Screen readers such as Orca use the AT-SPI to gather and observe
information about the desktop and applications, and then make policy
decisions about what/how/when to present information.
Hope this helps,
Will
S James S Stapleton wrote:
I'm still looking at it, and I had read things a few weeks ago, that
suggested orca might be beta quality still, however I want to get some more
information (and make a suggestion if it's not already been
implemented/made), partially because I know my mom needs a screen reader
(she's blind and stuck with Windows/JAWS, that latter of which is really
$2000 pre-alpha software in my experience), and some day I may need a screen
reader myself... Darn genetics, and I'd rather have my BSD system available
to me.
So, without further adieu, I'll make my suggestion:
Is there an open network-reader protocol that is being made or has already
been made, designed to take some of the development hassle off of the screen
reader developers and provide a simple mechanism for software developers?
This protocol would include:
(1) A Berkley server port to initially connect to or a way to find the port
to connect to (the latter would be a search path in both windows and *nix
systems). The server port would then spawn a normal port for actuall
connetion, allowing it to handle multiple connections and hence multiple UI
interfaces at once.
(2) A communication protocol to help support both text signaling _and_
emphasis/inflection. XML or HTML would be good for this, and due to it's
flexibility, I'd probably say XML. At minimum size, emphasis/italics,
underline, and bold/strong should be recognized by the server (and it may
choose to handle them or ignore them as it's programmers or developers
determine adequate).
The server requirements would include:
(1) All required formatting must be accepted by the server, and either
handled in a regular manner. This manner can be a specified alteration in
tone/volume/speed/etc relative to normal, or to ignore the formatting and
speak as normal. It may not include replacing it with silence.
(2) Ignore all unknown tags, and treat their enclosed contents as
unformatted.
(3) [Optional] A basic HTML reading functionality wouldn't be a bad idea
here
(4) The user must be able to tell the server it cannot speak to anyone but
localhost. The server is not required to be able tos peak to non-localhost
systems. Default should be to not speak to non-localhost systems.
(5) The server should handle a set of UI element tags, for which the user
can specify how the server will treat the tag when it sees it (including:
altering the voice inside the tag, stating custom text as the tag is opened
and closed, and using unique tag identifiers in the custom text, if
provided.)
The client requirements would include:
(1) Required customizable hotkeys for the following:
-- Reread window title or console title
-- Reread current printed screen
-- Reread current UI element (or prompt and currently enntered command line)
-- Reread prompt only (UIs may interperet this how they wish)

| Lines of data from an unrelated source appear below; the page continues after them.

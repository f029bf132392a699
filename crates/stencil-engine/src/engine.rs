//! The template engine: precache, render, clear.

use crate::cache::{content_digest, TemplateCache};
use crate::config::EngineConfig;
use crate::resolver::{ChangeKind, FsResolver, SourceResolver, WatchCallback, WatchControl};
use crate::source::{parent_dir, resolve_relative, TemplateSource};
use log::{debug, warn};
use std::fmt;
use std::path::{Path, PathBuf};
use std::sync::{Arc, Weak};
use stencil_eval::{EvalError, EvalResult, Includer};
use stencil_parser::scan_template;
use stencil_types::{Bindings, Result, SyntaxError, Template, TemplateError};

/// Identifier used in errors for templates rendered without one.
const ANONYMOUS: &str = "<inline>";

/// Compiles templates once, caches them by id and renders them with
/// per-call bindings.
///
/// Cloning is cheap and clones share one cache.
#[derive(Clone)]
pub struct Engine {
    inner: Arc<EngineInner>,
}

struct EngineInner {
    config: EngineConfig,
    cache: TemplateCache,
    resolver: Arc<dyn SourceResolver>,
}

impl fmt::Debug for Engine {
    fn fmt(&self, f: &mut fmt::Formatter<'_>) -> fmt::Result {
        f.debug_struct("Engine")
            .field("config", &self.inner.config)
            .field("cached", &self.inner.cache.len())
            .finish()
    }
}

impl Engine {
    /// Engine reading templates from the filesystem.
    pub fn new(config: EngineConfig) -> Result<Self> {
        Self::with_resolver(config, Arc::new(FsResolver::new()))
    }

    pub fn with_resolver(config: EngineConfig, resolver: Arc<dyn SourceResolver>) -> Result<Self> {
        config.validate()?;
        Ok(Self {
            inner: Arc::new(EngineInner {
                config,
                cache: TemplateCache::new(),
                resolver,
            }),
        })
    }

    pub fn config(&self) -> &EngineConfig {
        &self.inner.config
    }

    pub fn cache(&self) -> &TemplateCache {
        &self.inner.cache
    }

    /// Scan `source` and cache it under its id.
    ///
    /// Inline sources without an id are scanned but not stored. Path
    /// sources also get a change watch: a modification refreshes the entry,
    /// a rename or removal drops it. A failure is logged and returned and
    /// leaves the cache untouched.
    pub fn precache(&self, source: &TemplateSource) -> Result<Arc<Template>> {
        match source {
            TemplateSource::Inline { content, .. } => {
                let id = source.id();
                let template = self.inner.scan(id, content)?;
                if let Some(id) = id {
                    self.inner
                        .cache
                        .insert(id, Arc::clone(&template), content_digest(content));
                    debug!("cached inline template \"{id}\"");
                }
                Ok(template)
            }
            TemplateSource::Path(path) => {
                let content = self.inner.resolver.read_all(path).map_err(|source| {
                    warn!("can not read template \"{path}\": {source}");
                    TemplateError::SourceRead {
                        path: path.clone(),
                        source,
                    }
                })?;
                let template = self.inner.scan(Some(path), &content)?;
                self.inner
                    .cache
                    .insert(path.clone(), Arc::clone(&template), content_digest(&content));
                debug!("cached template \"{path}\"");
                if let Err(e) = self.watch(path) {
                    warn!("can not watch template \"{path}\": {e}");
                }
                Ok(template)
            }
        }
    }

    /// Render `source` with `imports` layered over the configured globals.
    ///
    /// A cached entry is used when present; otherwise the source is
    /// precached first. In raw mode the assembled program text is returned
    /// and nothing is executed.
    pub fn render(&self, source: impl Into<TemplateSource>, imports: &Bindings) -> Result<String> {
        self.render_at(&source.into(), imports, 0)
    }

    /// Drop the entry for `id`, or every entry when `id` is `None`.
    ///
    /// Open change watches stay registered: a later modification recreates
    /// the entry.
    pub fn clear(&self, id: Option<&str>) {
        match id {
            Some(id) => {
                if self.inner.cache.remove(id) {
                    debug!("cleared template \"{id}\"");
                }
            }
            None => {
                self.inner.cache.clear();
                debug!("cleared template cache");
            }
        }
    }

    fn render_at(
        &self,
        source: &TemplateSource,
        imports: &Bindings,
        depth: usize,
    ) -> Result<String> {
        let id = source.id();
        let cached = id.and_then(|id| self.inner.cache.get(id));
        let template = match cached {
            Some(template) => {
                debug!("cache hit for \"{}\"", id.unwrap_or(ANONYMOUS));
                template
            }
            None => self.precache(source)?,
        };

        let base = self.include_base(id);
        if self.inner.config.raw {
            return Ok(template.assembled_text(&base.to_string_lossy()));
        }

        let scope = IncludeScope {
            engine: self,
            base,
            depth,
        };
        stencil_eval::execute(&template, &self.inner.config.globals, imports, &scope)
            .map_err(|e| TemplateError::execution(id.unwrap_or(ANONYMOUS), e))
    }

    /// Directory that `include` arguments are relative to.
    fn include_base(&self, id: Option<&str>) -> PathBuf {
        match id {
            Some(id) => parent_dir(id),
            None => self
                .inner
                .config
                .base_dir
                .clone()
                .unwrap_or_else(|| PathBuf::from(".")),
        }
    }

    fn watch(&self, path: &str) -> std::io::Result<()> {
        let engine: Weak<EngineInner> = Arc::downgrade(&self.inner);
        let id = path.to_string();
        let on_change: WatchCallback = Box::new(move |change: ChangeKind| {
            match engine.upgrade() {
                Some(inner) => inner.on_change(&id, change),
                None => WatchControl::Stop,
            }
        });
        self.inner.resolver.watch(path, on_change)
    }
}

impl EngineInner {
    fn scan(&self, id: Option<&str>, content: &str) -> Result<Arc<Template>> {
        scan_template(content, &self.config.open, &self.config.close)
            .map(Arc::new)
            .map_err(|e| {
                let e = match id {
                    Some(id) => e.with_id(id),
                    None => e,
                };
                warn!("can not compile template: {e}");
                TemplateError::Syntax(e)
            })
    }

    fn on_change(&self, id: &str, change: ChangeKind) -> WatchControl {
        match change {
            ChangeKind::Rename => {
                self.cache.remove(id);
                debug!("template \"{id}\" was renamed or removed; entry dropped");
                WatchControl::Stop
            }
            ChangeKind::Modify => {
                self.refresh(id);
                WatchControl::Continue
            }
        }
    }

    /// Re-read and re-scan `id`. On failure the previous entry stays.
    fn refresh(&self, id: &str) {
        let content = match self.resolver.read_all(id) {
            Ok(content) => content,
            Err(e) => {
                warn!("can not re-read template \"{id}\", keeping cached version: {e}");
                return;
            }
        };
        let digest = content_digest(&content);
        if self.cache.digest(id).as_deref() == Some(digest.as_str()) {
            debug!("template \"{id}\" unchanged");
            return;
        }
        match scan_template(&content, &self.config.open, &self.config.close) {
            Ok(template) => {
                self.cache.insert(id, Arc::new(template), digest);
                debug!("refreshed template \"{id}\"");
            }
            Err(e) => {
                let e: SyntaxError = e.with_id(id);
                warn!("can not recompile template, keeping cached version: {e}");
            }
        }
    }
}

/// `include` handler for one template being rendered.
struct IncludeScope<'a> {
    engine: &'a Engine,
    base: PathBuf,
    depth: usize,
}

impl Includer for IncludeScope<'_> {
    fn include(&self, file: &str, imports: &Bindings) -> EvalResult<String> {
        let target = resolve_relative(Path::new(&self.base), file);
        let depth = self.depth + 1;
        if depth > self.engine.inner.config.max_include_depth {
            return Err(EvalError::Include(Box::new(TemplateError::CyclicInclude {
                id: target,
                depth,
            })));
        }
        self.engine
            .render_at(&TemplateSource::Path(target), imports, depth)
            .map_err(|e| EvalError::Include(Box::new(e)))
    }
}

-- Reread current entered text (i.e. command line in console, text fields in
UI)
-- Read word of cursor (if applicable)
-- Read line of cursor (if applicable)
-- Read paragraph/section of cursor (if applicable)
-- If in menu, state if menu is horizontle, vertical, or grid
-- State type of currently selected UI element
-- Close application - default is [alt]+[f4] or [shift]+[esc]
-- Shift keyboard focus to next next menu element out
-- Open/close current menu
-- activate (effectively left click) - default is [space] or [enter]
-- move to next focusable element/last focusable element - default is
[tab]/[shift]+[tab]
(2) If any predefined commands override the existing commands, the
application should determien this and warn the user if possible, allowing
him or her to select which has precidence.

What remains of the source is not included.